[[ Records for processing, beginning ]]
//! Runtime image: core binaries plus an unprivileged valkey user
//!
//! Requested modules are copied out of their module images into a staging
//! directory and merged into the install prefix with rsync.

use super::{deps_extra, path_with_prefix, Progress, Recipe, RecipeOptions, RecipeReport};
use crate::cache::{BuildSession, SessionConfig};
use crate::config::{BuildSpec, ModuleKind, ModuleRef, ModuleVersion};
use crate::distro::PackageArgs;
use crate::error::{KilnError, KilnResult};
use crate::orchestration::{CommitOptions, ConfigChange, ImageStore};
use crate::ui::{self, UiContext};
use std::collections::BTreeSet;
use std::path::Path;
use tracing::info;

const TOTAL_STEPS: usize = 6;

const HOME_DIR: &str = "/var/lib/valkey";
const DATA_DIR: &str = "/var/lib/valkey/data";
const CONFIG_DIR: &str = "/usr/share/valkey/config";
const CONFIG_FILE: &str = "/usr/share/valkey/config/valkey.conf";
const ENTRYPOINT: &str = "/usr/local/bin/entrypoint.sh";

fn argv(parts: &[&str]) -> Vec<String> {
    parts.iter().map(|s| s.to_string()).collect()
}

/// Final tag, honoring `--name` and `--tag` overrides
pub(crate) fn image_tag(spec: &BuildSpec, options: &RecipeOptions) -> String {
    let name = options
        .image_name
        .clone()
        .filter(|n| !n.is_empty())
        .unwrap_or_else(|| Recipe::Runtime.image_name(spec));
    let tag = options
        .image_tag
        .clone()
        .filter(|t| !t.is_empty())
        .unwrap_or_else(|| spec.valkey.version.clone());
    format!("{}:{}", name, tag)
}

/// A requested module resolved against the build spec
struct StagedModule<'s> {
    kind: ModuleKind,
    version: &'s str,
    config: &'s ModuleVersion,
}

impl StagedModule<'_> {
    fn source_image(&self, spec: &BuildSpec) -> String {
        let recipe = Recipe::Module {
            kind: self.kind,
            version: self.version.to_string(),
        };
        format!("{}:{}", recipe.image_name(spec), recipe.image_tag(spec))
    }

    fn staging_dir(&self) -> String {
        format!("/tmp/stage_{}-{}", self.kind.stem(), self.version)
    }
}

fn resolve_modules<'s>(
    spec: &'s BuildSpec,
    requested: &[ModuleRef],
) -> KilnResult<Vec<StagedModule<'s>>> {
    let mut seen = BTreeSet::new();
    let mut modules = Vec::with_capacity(requested.len());
    for module in requested {
        if !seen.insert(module.kind) {
            return Err(KilnError::User(format!(
                "Module {} requested more than once",
                module.kind
            )));
        }
        let (version, config) = spec.module(module.kind, &module.version)?;
        modules.push(StagedModule {
            kind: module.kind,
            version,
            config,
        });
    }
    Ok(modules)
}

/// Build `{project}-runtime:{version}` from the core image
pub async fn build_runtime(
    store: &dyn ImageStore,
    spec: &BuildSpec,
    options: &RecipeOptions,
    ctx: &UiContext,
) -> KilnResult<RecipeReport> {
    let recipe = Recipe::Runtime;
    let image = image_tag(spec, options);
    let modules = resolve_modules(spec, &options.modules)?;
    let config = SessionConfig::new(
        spec.base_image.as_str(),
        recipe.working_name(spec),
        recipe.namespace(spec, options.cache_prefix.as_deref()),
    )
    .with_key_length(spec.cache.key_length);

    info!("Building {} (cache: {})", image, config.namespace);
    ui::intro(ctx, &format!("Building valkey {} runtime", spec.valkey.version));

    let mut session = BuildSession::open(store, config).await?;
    let total = TOTAL_STEPS + usize::from(!modules.is_empty());
    let mut progress = Progress::new(ctx, total);
    let result = run_steps(&mut session, spec, options, &modules, &image, &mut progress).await;
    session.close().await;
    if let Err(e) = result {
        ui::outro_error(ctx, &format!("Build of {} failed", image));
        return Err(e);
    }

    ui::outro_success(ctx, &format!("Image tagged as {}", image));
    Ok(progress.finish(image))
}

async fn run_steps(
    session: &mut BuildSession<'_>,
    spec: &BuildSpec,
    options: &RecipeOptions,
    modules: &[StagedModule<'_>],
    image: &str,
    progress: &mut Progress<'_>,
) -> KilnResult<()> {
    let valkey = &spec.valkey;
    let runtime = &valkey.runtime;
    let distro = spec.distro.distro();
    let args = PackageArgs::default();
    let owner = format!("{}:{}", runtime.uid, runtime.gid);

    progress.step("Retrieving valkey binaries");
    let core_image = format!(
        "{}:{}",
        Recipe::Core.image_name(spec),
        Recipe::Core.image_tag(spec)
    );
    session
        .copy_from_image(&core_image, &valkey.prefix, &valkey.prefix)
        .await?;

    progress.step("Installing runtime dependencies");
    distro.refresh_package_repository(session, &args).await?;
    let outcome = distro
        .install_packages(
            session,
            &runtime.dependencies,
            Some(deps_extra(&runtime.dependencies)),
            &args,
        )
        .await?;
    progress.record_optional(outcome.as_ref());

    if !modules.is_empty() {
        let names: Vec<String> = modules
            .iter()
            .map(|m| format!("{}={}", m.kind, m.version))
            .collect();
        progress.step(&format!("Installing modules {}", names.join(", ")));
        install_modules(session, spec, modules, progress).await?;
    }
    distro.clean_package_repository_cache(session, &args).await?;

    progress.step("Setting up system user");
    let gid = runtime.gid.to_string();
    let uid = runtime.uid.to_string();
    session
        .run_uncached(&argv(&["groupadd", "-r", "-g", gid.as_str(), "valkey"]), None)
        .await?;
    session
        .run_uncached(
            &argv(&[
                "useradd", "-r", "-u", uid.as_str(), "-g", gid.as_str(), "-d", HOME_DIR, "-s",
                "/sbin/nologin", "-c", "Valkey Server", "valkey",
            ]),
            None,
        )
        .await?;
    session
        .configure(&[
            ConfigChange::Label("io.valkey.user.uid".to_string(), uid.clone()),
            ConfigChange::Label("io.valkey.user.gid".to_string(), gid.clone()),
            ConfigChange::Label("io.valkey.user.name".to_string(), "valkey".to_string()),
        ])
        .await?;

    progress.step("Setting up directories and permissions");
    session
        .run_uncached(&argv(&["mkdir", "-p", DATA_DIR]), None)
        .await?;
    session
        .run_uncached(&argv(&["chown", "-R", owner.as_str(), HOME_DIR]), None)
        .await?;
    session
        .configure(&[
            ConfigChange::Env("VALKEY_DATA".to_string(), DATA_DIR.to_string()),
            ConfigChange::Volume(DATA_DIR.to_string()),
            ConfigChange::Env("PATH".to_string(), path_with_prefix(&valkey.prefix)),
        ])
        .await?;

    progress.step("Installing configuration and entrypoint");
    let resources = Path::new(&runtime.resources);
    session
        .run_uncached(&argv(&["mkdir", "-p", CONFIG_DIR]), None)
        .await?;
    session
        .copy_from_host(&resources.join("valkey.conf"), CONFIG_FILE)
        .await?;
    session
        .copy_from_host(&resources.join("entrypoint.sh"), ENTRYPOINT)
        .await?;
    session
        .run_uncached(&argv(&["chown", "-R", owner.as_str(), CONFIG_DIR, ENTRYPOINT]), None)
        .await?;
    session
        .run_uncached(&argv(&["chmod", "+x", ENTRYPOINT]), None)
        .await?;

    if options.remove_package_manager {
        distro.remove_package_manager(session).await?;
    }

    progress.step("Tagging image and adding metadata");
    let mut changes = vec![
        ConfigChange::Entrypoint(argv(&[ENTRYPOINT])),
        ConfigChange::Cmd(argv(&["valkey-server", CONFIG_FILE])),
        ConfigChange::User(uid),
        ConfigChange::Label("org.valkey.version".to_string(), valkey.version.clone()),
        ConfigChange::Label("org.valkey.prefix".to_string(), valkey.prefix.clone()),
    ];
    changes.extend(runtime.ports.iter().copied().map(ConfigChange::Port));
    changes.extend(modules.iter().map(|m| {
        ConfigChange::Label(format!("org.valkey.module.{}", m.kind), m.version.to_string())
    }));

    let commit = CommitOptions {
        squash: options.squash,
        ..Default::default()
    };
    session.commit_final(image, &changes, &commit).await
}

/// Stage each module's prefix tree and merge it into ours.
///
/// rsync is only present while modules are merged.
async fn install_modules(
    session: &mut BuildSession<'_>,
    spec: &BuildSpec,
    modules: &[StagedModule<'_>],
    progress: &mut Progress<'_>,
) -> KilnResult<()> {
    let distro = spec.distro.distro();
    let args = PackageArgs::default();
    let prefix = spec.valkey.prefix.as_str();
    let rsync = vec!["rsync".to_string()];

    let outcome = distro
        .install_packages(session, &rsync, Some(deps_extra(&rsync)), &args)
        .await?;
    progress.record_optional(outcome.as_ref());

    for module in modules {
        ui::step_info(
            progress.ctx(),
            &format!("Adding {} {}", module.kind.title(), module.version),
        );

        let dependencies = &module.config.runtime.dependencies;
        let outcome = distro
            .install_packages(session, dependencies, Some(deps_extra(dependencies)), &args)
            .await?;
        progress.record_optional(outcome.as_ref());

        let staging = module.staging_dir();
        session
            .copy_from_image(&module.source_image(spec), prefix, &staging)
            .await?;
        let from = format!("{}/", staging);
        let to = format!("{}/", prefix);
        session
            .run_uncached(
                &argv(&["rsync", "-a", "--ignore-existing", from.as_str(), to.as_str()]),
                None,
            )
            .await?;
        session
            .run_uncached(&argv(&["rm", "-rf", staging.as_str()]), None)
            .await?;
    }

    distro.remove_packages(session, &rsync, &args).await
}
[[ Records for processing, end ]]
§ **Problem to solve**
Starting at the first line of the data above, please restate word for word every line up to and including the one that holds "let recipe = Recipe::Module", and add nothing else.

§ **Expected answer**
//! Runtime image: core binaries plus an unprivileged valkey user
//!
//! Requested modules are copied out of their module images into a staging
//! directory and merged into the install prefix with rsync.

use super::{deps_extra, path_with_prefix, Progress, Recipe, RecipeOptions, RecipeReport};
use crate::cache::{BuildSession, SessionConfig};
use crate::config::{BuildSpec, ModuleKind, ModuleRef, ModuleVersion};
use crate::distro::PackageArgs;
use crate::error::{KilnError, KilnResult};
use crate::orchestration::{CommitOptions, ConfigChange, ImageStore};
use crate::ui::{self, UiContext};
use std::collections::BTreeSet;
use std::path::Path;
use tracing::info;

const TOTAL_STEPS: usize = 6;

const HOME_DIR: &str = "/var/lib/valkey";
const DATA_DIR: &str = "/var/lib/valkey/data";
const CONFIG_DIR: &str = "/usr/share/valkey/config";
const CONFIG_FILE: &str = "/usr/share/valkey/config/valkey.conf";
const ENTRYPOINT: &str = "/usr/local/bin/entrypoint.sh";

fn argv(parts: &[&str]) -> Vec<String> {
    parts.iter().map(|s| s.to_string()).collect()
}

/// Final tag, honoring `--name` and `--tag` overrides
pub(crate) fn image_tag(spec: &BuildSpec, options: &RecipeOptions) -> String {
    let name = options
        .image_name
        .clone()
        .filter(|n| !n.is_empty())
        .unwrap_or_else(|| Recipe::Runtime.image_name(spec));
    let tag = options
        .image_tag
        .clone()
        .filter(|t| !t.is_empty())
        .unwrap_or_else(|| spec.valkey.version.clone());
    format!("{}:{}", name, tag)
}

/// A requested module resolved against the build spec
struct StagedModule<'s> {
    kind: ModuleKind,
    version: &'s str,
    config: &'s ModuleVersion,
}

impl StagedModule<'_> {
    fn source_image(&self, spec: &BuildSpec) -> String {
        let recipe = Recipe::Module {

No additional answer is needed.